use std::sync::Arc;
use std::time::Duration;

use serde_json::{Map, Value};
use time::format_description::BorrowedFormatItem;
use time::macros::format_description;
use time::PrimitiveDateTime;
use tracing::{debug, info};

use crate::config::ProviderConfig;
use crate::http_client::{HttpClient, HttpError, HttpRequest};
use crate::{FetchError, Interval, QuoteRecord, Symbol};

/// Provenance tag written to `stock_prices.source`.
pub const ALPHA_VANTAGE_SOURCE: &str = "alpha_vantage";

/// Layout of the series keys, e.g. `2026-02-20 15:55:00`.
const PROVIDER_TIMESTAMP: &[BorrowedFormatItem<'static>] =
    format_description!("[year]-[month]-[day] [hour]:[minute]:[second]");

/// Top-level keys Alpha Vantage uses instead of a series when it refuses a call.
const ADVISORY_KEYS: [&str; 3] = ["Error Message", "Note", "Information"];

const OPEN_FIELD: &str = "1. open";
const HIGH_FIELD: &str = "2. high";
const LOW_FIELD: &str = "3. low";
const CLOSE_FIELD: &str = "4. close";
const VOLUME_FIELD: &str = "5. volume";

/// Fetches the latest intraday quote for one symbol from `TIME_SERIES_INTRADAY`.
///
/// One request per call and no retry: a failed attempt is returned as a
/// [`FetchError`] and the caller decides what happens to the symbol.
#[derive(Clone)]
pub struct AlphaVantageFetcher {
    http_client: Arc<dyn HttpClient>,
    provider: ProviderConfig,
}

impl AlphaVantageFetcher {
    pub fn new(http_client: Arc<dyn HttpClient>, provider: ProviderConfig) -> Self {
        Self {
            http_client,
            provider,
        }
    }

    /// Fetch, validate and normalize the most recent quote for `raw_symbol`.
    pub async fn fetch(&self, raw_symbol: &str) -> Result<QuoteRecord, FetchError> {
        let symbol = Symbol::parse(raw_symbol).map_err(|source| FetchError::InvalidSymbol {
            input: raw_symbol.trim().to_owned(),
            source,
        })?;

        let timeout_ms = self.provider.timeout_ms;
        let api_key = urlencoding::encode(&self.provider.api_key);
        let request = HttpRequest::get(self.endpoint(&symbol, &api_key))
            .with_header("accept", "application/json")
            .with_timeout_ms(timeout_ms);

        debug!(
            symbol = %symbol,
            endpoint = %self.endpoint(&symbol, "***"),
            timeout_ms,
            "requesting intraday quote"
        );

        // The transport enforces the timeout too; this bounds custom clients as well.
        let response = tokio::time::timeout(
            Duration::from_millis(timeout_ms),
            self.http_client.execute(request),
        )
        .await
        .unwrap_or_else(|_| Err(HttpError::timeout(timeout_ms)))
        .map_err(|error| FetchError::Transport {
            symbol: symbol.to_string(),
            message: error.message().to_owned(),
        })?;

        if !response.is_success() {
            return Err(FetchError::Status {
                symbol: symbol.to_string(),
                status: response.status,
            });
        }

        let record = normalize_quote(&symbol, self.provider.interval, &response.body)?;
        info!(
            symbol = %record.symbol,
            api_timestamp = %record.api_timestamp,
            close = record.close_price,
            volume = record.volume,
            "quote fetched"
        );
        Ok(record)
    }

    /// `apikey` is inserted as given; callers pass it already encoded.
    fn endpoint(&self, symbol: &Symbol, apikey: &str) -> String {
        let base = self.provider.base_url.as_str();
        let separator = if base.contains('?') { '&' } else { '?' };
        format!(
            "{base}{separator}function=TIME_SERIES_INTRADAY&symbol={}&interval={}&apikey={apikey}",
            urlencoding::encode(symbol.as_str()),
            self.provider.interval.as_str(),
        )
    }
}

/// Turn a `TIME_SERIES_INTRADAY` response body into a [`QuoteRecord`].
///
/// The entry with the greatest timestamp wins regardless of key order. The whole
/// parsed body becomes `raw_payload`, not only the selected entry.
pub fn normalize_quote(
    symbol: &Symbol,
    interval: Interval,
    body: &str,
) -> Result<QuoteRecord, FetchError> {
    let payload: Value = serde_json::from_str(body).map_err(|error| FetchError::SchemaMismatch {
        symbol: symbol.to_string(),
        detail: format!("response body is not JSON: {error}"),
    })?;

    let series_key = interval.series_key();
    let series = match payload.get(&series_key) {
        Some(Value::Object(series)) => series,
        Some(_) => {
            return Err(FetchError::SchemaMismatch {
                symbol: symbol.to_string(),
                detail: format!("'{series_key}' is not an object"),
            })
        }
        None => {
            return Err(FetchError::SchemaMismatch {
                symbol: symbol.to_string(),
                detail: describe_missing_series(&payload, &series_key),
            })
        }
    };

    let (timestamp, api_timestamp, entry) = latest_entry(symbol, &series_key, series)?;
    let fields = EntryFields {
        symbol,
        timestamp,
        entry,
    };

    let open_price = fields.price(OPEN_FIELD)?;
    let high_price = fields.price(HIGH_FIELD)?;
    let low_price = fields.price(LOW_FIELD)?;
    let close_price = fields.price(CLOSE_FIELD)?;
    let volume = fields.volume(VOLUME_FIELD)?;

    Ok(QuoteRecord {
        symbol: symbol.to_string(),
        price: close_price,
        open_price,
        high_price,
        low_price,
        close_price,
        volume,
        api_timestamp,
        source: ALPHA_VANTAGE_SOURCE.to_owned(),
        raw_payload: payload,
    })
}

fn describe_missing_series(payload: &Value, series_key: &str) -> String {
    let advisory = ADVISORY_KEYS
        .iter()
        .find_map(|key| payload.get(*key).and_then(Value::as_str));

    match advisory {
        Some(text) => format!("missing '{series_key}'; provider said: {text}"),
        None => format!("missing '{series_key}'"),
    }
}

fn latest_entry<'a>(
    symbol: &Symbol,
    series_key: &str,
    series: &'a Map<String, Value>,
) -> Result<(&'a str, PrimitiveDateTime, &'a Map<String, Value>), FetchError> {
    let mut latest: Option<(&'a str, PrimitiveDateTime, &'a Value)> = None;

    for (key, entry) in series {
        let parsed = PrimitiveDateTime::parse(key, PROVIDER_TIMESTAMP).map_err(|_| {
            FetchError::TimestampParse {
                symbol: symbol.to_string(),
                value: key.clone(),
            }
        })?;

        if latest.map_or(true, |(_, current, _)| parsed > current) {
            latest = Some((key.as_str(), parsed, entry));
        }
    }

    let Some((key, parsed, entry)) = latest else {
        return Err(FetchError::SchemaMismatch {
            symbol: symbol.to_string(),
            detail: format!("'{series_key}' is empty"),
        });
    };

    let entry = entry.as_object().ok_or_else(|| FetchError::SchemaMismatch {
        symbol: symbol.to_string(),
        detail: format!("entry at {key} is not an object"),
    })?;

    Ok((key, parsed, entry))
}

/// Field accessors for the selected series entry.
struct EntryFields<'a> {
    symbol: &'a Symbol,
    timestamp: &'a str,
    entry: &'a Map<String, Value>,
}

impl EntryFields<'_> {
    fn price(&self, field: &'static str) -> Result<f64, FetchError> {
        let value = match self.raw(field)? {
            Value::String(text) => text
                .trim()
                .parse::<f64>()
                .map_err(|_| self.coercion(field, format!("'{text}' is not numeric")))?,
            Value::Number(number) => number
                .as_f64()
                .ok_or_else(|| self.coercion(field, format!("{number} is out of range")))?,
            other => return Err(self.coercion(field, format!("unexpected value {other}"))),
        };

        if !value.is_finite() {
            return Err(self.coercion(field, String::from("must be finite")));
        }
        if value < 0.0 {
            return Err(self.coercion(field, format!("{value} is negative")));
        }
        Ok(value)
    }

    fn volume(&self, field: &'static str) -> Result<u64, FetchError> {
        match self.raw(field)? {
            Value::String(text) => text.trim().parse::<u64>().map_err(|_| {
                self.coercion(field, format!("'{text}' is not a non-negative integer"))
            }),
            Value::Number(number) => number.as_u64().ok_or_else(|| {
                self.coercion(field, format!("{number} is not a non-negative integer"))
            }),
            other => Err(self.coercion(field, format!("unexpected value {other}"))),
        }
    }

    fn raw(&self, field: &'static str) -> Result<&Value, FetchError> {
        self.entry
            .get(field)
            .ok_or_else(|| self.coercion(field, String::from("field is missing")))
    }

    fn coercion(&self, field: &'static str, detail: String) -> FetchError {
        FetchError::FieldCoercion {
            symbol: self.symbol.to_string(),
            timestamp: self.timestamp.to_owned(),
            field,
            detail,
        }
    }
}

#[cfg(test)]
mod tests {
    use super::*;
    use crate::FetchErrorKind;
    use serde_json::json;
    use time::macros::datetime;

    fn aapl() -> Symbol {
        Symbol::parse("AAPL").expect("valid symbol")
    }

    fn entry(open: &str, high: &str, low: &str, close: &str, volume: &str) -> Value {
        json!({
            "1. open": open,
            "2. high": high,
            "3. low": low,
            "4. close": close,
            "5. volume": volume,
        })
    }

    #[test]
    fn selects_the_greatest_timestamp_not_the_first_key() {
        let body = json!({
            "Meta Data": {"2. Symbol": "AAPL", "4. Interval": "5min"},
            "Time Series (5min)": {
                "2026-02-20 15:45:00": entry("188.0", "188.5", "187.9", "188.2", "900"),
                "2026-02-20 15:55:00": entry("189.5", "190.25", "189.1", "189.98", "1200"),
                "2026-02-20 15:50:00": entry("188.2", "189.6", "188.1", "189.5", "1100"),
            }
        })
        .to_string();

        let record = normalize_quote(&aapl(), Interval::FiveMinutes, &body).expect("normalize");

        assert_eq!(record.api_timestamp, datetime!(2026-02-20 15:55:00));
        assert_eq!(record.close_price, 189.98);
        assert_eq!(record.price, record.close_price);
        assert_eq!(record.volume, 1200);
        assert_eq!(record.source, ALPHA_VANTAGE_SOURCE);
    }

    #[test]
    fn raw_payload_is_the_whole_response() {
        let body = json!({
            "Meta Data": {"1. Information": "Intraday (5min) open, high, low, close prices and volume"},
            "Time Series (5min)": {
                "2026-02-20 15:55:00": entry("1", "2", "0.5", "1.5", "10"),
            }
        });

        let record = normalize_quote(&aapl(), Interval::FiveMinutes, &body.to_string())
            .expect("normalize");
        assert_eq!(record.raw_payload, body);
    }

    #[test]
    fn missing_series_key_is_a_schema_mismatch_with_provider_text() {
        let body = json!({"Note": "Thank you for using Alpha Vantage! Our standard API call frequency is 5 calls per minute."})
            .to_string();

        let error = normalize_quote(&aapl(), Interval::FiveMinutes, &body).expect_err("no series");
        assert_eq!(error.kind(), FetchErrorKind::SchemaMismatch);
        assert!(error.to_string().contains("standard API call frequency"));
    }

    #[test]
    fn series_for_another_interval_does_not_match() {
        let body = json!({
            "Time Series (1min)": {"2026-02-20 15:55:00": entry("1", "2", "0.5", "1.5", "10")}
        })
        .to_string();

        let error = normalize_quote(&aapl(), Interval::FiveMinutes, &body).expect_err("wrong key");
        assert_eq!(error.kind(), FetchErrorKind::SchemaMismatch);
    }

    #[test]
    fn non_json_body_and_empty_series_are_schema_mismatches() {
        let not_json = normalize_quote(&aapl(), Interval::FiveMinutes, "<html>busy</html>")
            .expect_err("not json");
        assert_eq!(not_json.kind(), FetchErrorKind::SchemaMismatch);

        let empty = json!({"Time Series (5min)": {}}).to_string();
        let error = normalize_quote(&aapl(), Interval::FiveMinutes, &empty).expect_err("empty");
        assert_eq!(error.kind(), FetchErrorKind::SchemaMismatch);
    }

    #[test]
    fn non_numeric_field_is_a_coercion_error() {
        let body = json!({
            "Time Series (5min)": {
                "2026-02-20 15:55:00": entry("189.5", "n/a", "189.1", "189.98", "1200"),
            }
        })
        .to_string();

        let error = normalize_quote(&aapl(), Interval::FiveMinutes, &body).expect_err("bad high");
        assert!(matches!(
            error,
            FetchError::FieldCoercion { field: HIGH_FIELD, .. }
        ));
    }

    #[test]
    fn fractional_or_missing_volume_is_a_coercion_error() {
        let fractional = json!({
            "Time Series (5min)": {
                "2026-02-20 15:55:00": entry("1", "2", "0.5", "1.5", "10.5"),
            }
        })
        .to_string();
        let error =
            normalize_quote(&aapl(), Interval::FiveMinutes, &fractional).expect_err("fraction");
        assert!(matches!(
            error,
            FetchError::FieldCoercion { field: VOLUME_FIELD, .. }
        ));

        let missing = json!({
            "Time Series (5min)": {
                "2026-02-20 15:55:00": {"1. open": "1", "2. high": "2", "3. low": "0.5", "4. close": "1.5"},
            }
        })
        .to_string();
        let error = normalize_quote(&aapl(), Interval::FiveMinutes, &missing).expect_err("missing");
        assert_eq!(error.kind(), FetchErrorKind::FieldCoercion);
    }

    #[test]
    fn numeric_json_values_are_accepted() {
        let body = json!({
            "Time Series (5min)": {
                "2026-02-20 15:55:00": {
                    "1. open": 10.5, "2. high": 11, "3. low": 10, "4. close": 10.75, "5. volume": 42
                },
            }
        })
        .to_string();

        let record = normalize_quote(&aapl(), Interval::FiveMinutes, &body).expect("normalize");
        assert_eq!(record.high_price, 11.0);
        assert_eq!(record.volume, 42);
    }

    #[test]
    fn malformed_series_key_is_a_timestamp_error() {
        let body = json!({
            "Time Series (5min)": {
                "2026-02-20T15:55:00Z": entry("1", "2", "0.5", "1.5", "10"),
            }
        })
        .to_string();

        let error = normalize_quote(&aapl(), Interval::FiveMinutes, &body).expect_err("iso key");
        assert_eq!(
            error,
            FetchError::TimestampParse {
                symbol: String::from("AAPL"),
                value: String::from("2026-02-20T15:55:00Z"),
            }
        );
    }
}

________________________

*WHAT THE EXERCISE ASKS*
Among the lines above, find the ones containing "QuoteRecord" and copy them.

*EXERCISE RESPONSE*
use crate::{FetchError, Interval, QuoteRecord, Symbol};
    pub async fn fetch(&self, raw_symbol: &str) -> Result<QuoteRecord, FetchError> {
/// Turn a `TIME_SERIES_INTRADAY` response body into a [`QuoteRecord`].
) -> Result<QuoteRecord, FetchError> {
    Ok(QuoteRecord {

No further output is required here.